From the sender's point of view, at least one of the remitter and the payee is a non-financial institution, and this message format can only be used to send unconditional payment instructions, but not to send payment notices under clean bill collection to the collecting bank.
The connection and difference between MT 103 and MT202: MT202 is the format of inter-bank position remittance message. For domestic bank remittance, only one MT 103 message is sent to its own bank, and the bank chooses the payee's bank to remit the fund position. It is possible that when the payee receives the MT 103 message, the fund position cannot be credited to the customer's account, but at present, it can basically be credited the next day (USD). There are also direct remittances named "cross-strait connection", that is, MT 103 and MT202 messages are sent at the same time. MT 103 indicates the payee's name and account number to the opening bank, and at the same time instructs the opening bank to remit the fund position to the payee's opening bank through MT202, which is faster than indirect remittance.

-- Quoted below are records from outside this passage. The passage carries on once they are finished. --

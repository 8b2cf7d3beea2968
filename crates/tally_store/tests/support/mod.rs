#![allow(dead_code)]

use rusqlite::{params, OptionalExtension};
use sea_query::{Expr, Func, Iden, Order, Query};
use tempfile::{tempdir, TempDir};

use tally_store::{
    ColumnType, Entity, EntitySource, EntityType, MetricOptions, MetricValue, MetricsConfig,
    MetricsContext, MetricsResult, QueryScope, SqliteStore, StoreBinding, TallyConfig,
};

pub const METRIC_TABLE: &str = "user_metrics";

#[derive(Iden)]
pub enum Users {
    Table,
    Id,
    Name,
    IdentityId,
}

#[derive(Iden)]
pub enum Pets {
    Table,
    Id,
    UserId,
    Age,
    Weight,
}

#[derive(Iden)]
pub enum Identities {
    Table,
    Id,
}

#[derive(Iden)]
pub enum Activities {
    Table,
    Id,
    ActorId,
}

pub struct Fixture {
    _dir: TempDir,
    pub store: SqliteStore,
}

pub fn fixture() -> Fixture {
    let dir = tempdir().expect("tempdir");
    let config = TallyConfig::default_sqlite("metrics.sqlite");
    let store = SqliteStore::connect(&config, dir.path()).expect("store");
    store
        .with_conn(|conn| {
            conn.execute_batch(
                "CREATE TABLE users (
                    id INTEGER PRIMARY KEY,
                    name TEXT,
                    identity_id INTEGER
                 );
                 CREATE TABLE pets (
                    id INTEGER PRIMARY KEY,
                    name TEXT,
                    type TEXT,
                    user_id INTEGER,
                    age INTEGER,
                    weight INTEGER
                 );
                 CREATE TABLE identities (
                    id INTEGER PRIMARY KEY,
                    thoughts TEXT
                 );
                 CREATE TABLE activities (
                    id INTEGER PRIMARY KEY,
                    actor_id INTEGER,
                    type TEXT
                 );",
            )
        })
        .expect("schema");
    Fixture { _dir: dir, store }
}

pub fn quiet_context(store: &SqliteStore) -> MetricsContext<'_, SqliteStore> {
    MetricsContext::new(store).with_config(MetricsConfig::quiet())
}

#[derive(Clone, Debug, PartialEq)]
pub struct User {
    pub id: i64,
    pub name: Option<String>,
    pub identity_id: Option<i64>,
    persisted_name: Option<String>,
}

impl User {
    fn loaded(id: i64, name: Option<String>, identity_id: Option<i64>) -> Self {
        Self {
            id,
            persisted_name: name.clone(),
            name,
            identity_id,
        }
    }

    pub fn create(store: &SqliteStore, name: Option<&str>, identity_id: Option<i64>) -> Self {
        let id = store
            .with_conn(|conn| {
                conn.execute(
                    "INSERT INTO users (name, identity_id) VALUES (?1, ?2)",
                    params![name, identity_id],
                )?;
                Ok(conn.last_insert_rowid())
            })
            .expect("insert user");
        Self::loaded(id, name.map(str::to_string), identity_id)
    }

    pub fn find_by_name(store: &SqliteStore, name: &str) -> Option<Self> {
        store
            .with_conn(|conn| {
                conn.query_row(
                    "SELECT id, name, identity_id FROM users WHERE name = ?1 ORDER BY id LIMIT 1",
                    [name],
                    |row| Ok(Self::loaded(row.get(0)?, row.get(1)?, row.get(2)?)),
                )
                .optional()
            })
            .expect("find user")
    }

    pub fn set_name(&mut self, name: &str) {
        self.name = Some(name.to_string());
    }

    pub fn save(&mut self, store: &SqliteStore) -> MetricsResult<()> {
        store.with_conn(|conn| {
            conn.execute(
                "UPDATE users SET name = ?1, identity_id = ?2 WHERE id = ?3",
                params![self.name, self.identity_id, self.id],
            )
        })?;
        self.persisted_name = self.name.clone();
        Ok(())
    }
}

impl Entity for User {
    fn id(&self) -> i64 {
        self.id
    }

    fn has_pending_changes(&self) -> bool {
        self.name != self.persisted_name
    }
}

pub fn create_identity(store: &SqliteStore, thoughts: &str) -> i64 {
    store
        .with_conn(|conn| {
            conn.execute("INSERT INTO identities (thoughts) VALUES (?1)", [thoughts])?;
            Ok(conn.last_insert_rowid())
        })
        .expect("insert identity")
}

pub fn create_pet(store: &SqliteStore, user_id: i64, age: i64, weight: i64) -> i64 {
    store
        .with_conn(|conn| {
            conn.execute(
                "INSERT INTO pets (user_id, age, weight) VALUES (?1, ?2, ?3)",
                params![user_id, age, weight],
            )?;
            Ok(conn.last_insert_rowid())
        })
        .expect("insert pet")
}

pub fn create_activity(store: &SqliteStore, actor_id: i64, kind: &str) {
    store
        .with_conn(|conn| {
            conn.execute(
                "INSERT INTO activities (actor_id, type) VALUES (?1, ?2)",
                params![actor_id, kind],
            )
        })
        .expect("insert activity");
}

/// Value of `column` in the metric store row of user `id`.
pub fn stored(store: &SqliteStore, column: &str, id: i64) -> MetricValue {
    store.lookup(METRIC_TABLE, column, id).expect("stored value")
}

pub fn metric_rows(store: &SqliteStore) -> i64 {
    store
        .with_conn(|conn| {
            conn.query_row("SELECT COUNT(*) FROM user_metrics", [], |row| row.get(0))
        })
        .expect("count metric rows")
}

pub fn column_names(store: &SqliteStore, table: &str) -> Vec<String> {
    use tally_store::SchemaInspector;

    store.refresh_columns(table);
    store
        .columns(table)
        .expect("columns")
        .into_iter()
        .map(|column| column.name)
        .collect()
}

pub fn name_length(user: &User, _scope: &dyn QueryScope) -> MetricsResult<MetricValue> {
    let length = user.name.as_deref().map_or(0, |name| name.chars().count());
    Ok(MetricValue::Integer(length as i64))
}

pub fn pets_count(user: &User, scope: &dyn QueryScope) -> MetricsResult<MetricValue> {
    scope.fetch_value(
        &Query::select()
            .expr(Func::count(Expr::col(Pets::Id)))
            .from(Pets::Table)
            .and_where(Expr::col(Pets::UserId).eq(user.id))
            .to_owned(),
    )
}

pub fn average_pet_weight(user: &User, scope: &dyn QueryScope) -> MetricsResult<MetricValue> {
    scope.fetch_value(
        &Query::select()
            .expr(Func::avg(Expr::col(Pets::Weight)))
            .from(Pets::Table)
            .and_where(Expr::col(Pets::UserId).eq(user.id))
            .to_owned(),
    )
}

pub fn sent_activities(user: &User, scope: &dyn QueryScope) -> MetricsResult<MetricValue> {
    scope.fetch_value(
        &Query::select()
            .expr(Func::count(Expr::col((Activities::Table, Activities::Id))))
            .from(Activities::Table)
            .inner_join(
                Identities::Table,
                Expr::col((Identities::Table, Identities::Id))
                    .equals((Activities::Table, Activities::ActorId)),
            )
            .inner_join(
                Users::Table,
                Expr::col((Users::Table, Users::IdentityId))
                    .equals((Identities::Table, Identities::Id)),
            )
            .and_where(Expr::col((Users::Table, Users::Id)).eq(user.id))
            .to_owned(),
    )
}

/// Weight of the user's oldest pet, fetched alongside its age. Fine per row,
/// but the two-column select cannot serve as a scalar subquery.
pub fn first_pet_weight(user: &User, scope: &dyn QueryScope) -> MetricsResult<MetricValue> {
    scope.fetch_value(
        &Query::select()
            .column(Pets::Weight)
            .column(Pets::Age)
            .from(Pets::Table)
            .and_where(Expr::col(Pets::UserId).eq(user.id))
            .order_by(Pets::Id, Order::Asc)
            .limit(1)
            .to_owned(),
    )
}

pub fn users_type() -> EntityType<User> {
    let mut users = EntityType::new("User", StoreBinding::companion(METRIC_TABLE));
    users.metric("name_length", MetricOptions::default(), name_length);
    users.metric("pets_count", MetricOptions::default(), pets_count);
    users.metric(
        "average_pet_weight",
        MetricOptions::default().column_type(ColumnType::Float),
        average_pet_weight,
    );
    users.metric("sent_activities", MetricOptions::default(), sent_activities);
    users
}

/// Users in id order, loaded in keyset pages.
pub struct UserSource<'a> {
    pub store: &'a SqliteStore,
}

impl UserSource<'_> {
    fn page(&self, after: i64, limit: usize) -> MetricsResult<Vec<User>> {
        let limit = i64::try_from(limit).unwrap_or(i64::MAX);
        self.store.with_conn(|conn| {
            let mut stmt = conn.prepare(
                "SELECT id, name, identity_id FROM users WHERE id > ?1 ORDER BY id LIMIT ?2",
            )?;
            let rows = stmt.query_map(params![after, limit], |row| {
                Ok(User::loaded(row.get(0)?, row.get(1)?, row.get(2)?))
            })?;
            let users = rows.collect::<rusqlite::Result<Vec<_>>>();
            users
        })
    }
}

impl EntitySource<User> for UserSource<'_> {
    fn count(&self) -> MetricsResult<u64> {
        let count: i64 = self
            .store
            .with_conn(|conn| conn.query_row("SELECT COUNT(*) FROM users", [], |row| row.get(0)))?;
        Ok(u64::try_from(count).unwrap_or(0))
    }

    fn first(&self) -> MetricsResult<Option<User>> {
        Ok(self.page(i64::MIN, 1)?.into_iter().next())
    }

    fn for_each_batch(
        &self,
        batch_size: usize,
        f: &mut dyn FnMut(Vec<User>) -> MetricsResult<()>,
    ) -> MetricsResult<()> {
        let mut after = i64::MIN;
        loop {
            let batch = self.page(after, batch_size)?;
            let Some(last) = batch.last() else {
                return Ok(());
            };
            after = last.id;
            f(batch)?;
        }
    }
}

Used for letters of credit, collection, etc. The bank pays through MT202, and the receiving bank distinguishes the customer's money according to the business number in the message. Sometimes the paying bank MT202 misstates or loses relevant information during message transmission, so the receiving bank can't enter the customer account smoothly, so there are often unknown MT202 remittances that are "claimed" by the handling bank. If it can be judged by the amount and other information, the problem can be solved, but it can't be solved. The remitting bank needs to supplement the information or return it to the remitting bank for remittance. Only MT202 customers remit money, so the remitting bank needs to supplement the payee's name and account information. If it can't be done, it will be refunded.
The implementation of bank transfer settlement is conducive to the state's regulation of currency circulation. The implementation of bank transfer settlement and the replacement of cash circulation with bank credit receipts and payments have enabled cash to be used only for businesses below the settlement starting point and within the scope of cash expenditure, narrowed the scope and quantity of cash circulation, separated a large amount of cash from the circulation field, and created conditions for the state to organize and regulate cash circulation in a planned way and prevent and curb inflation.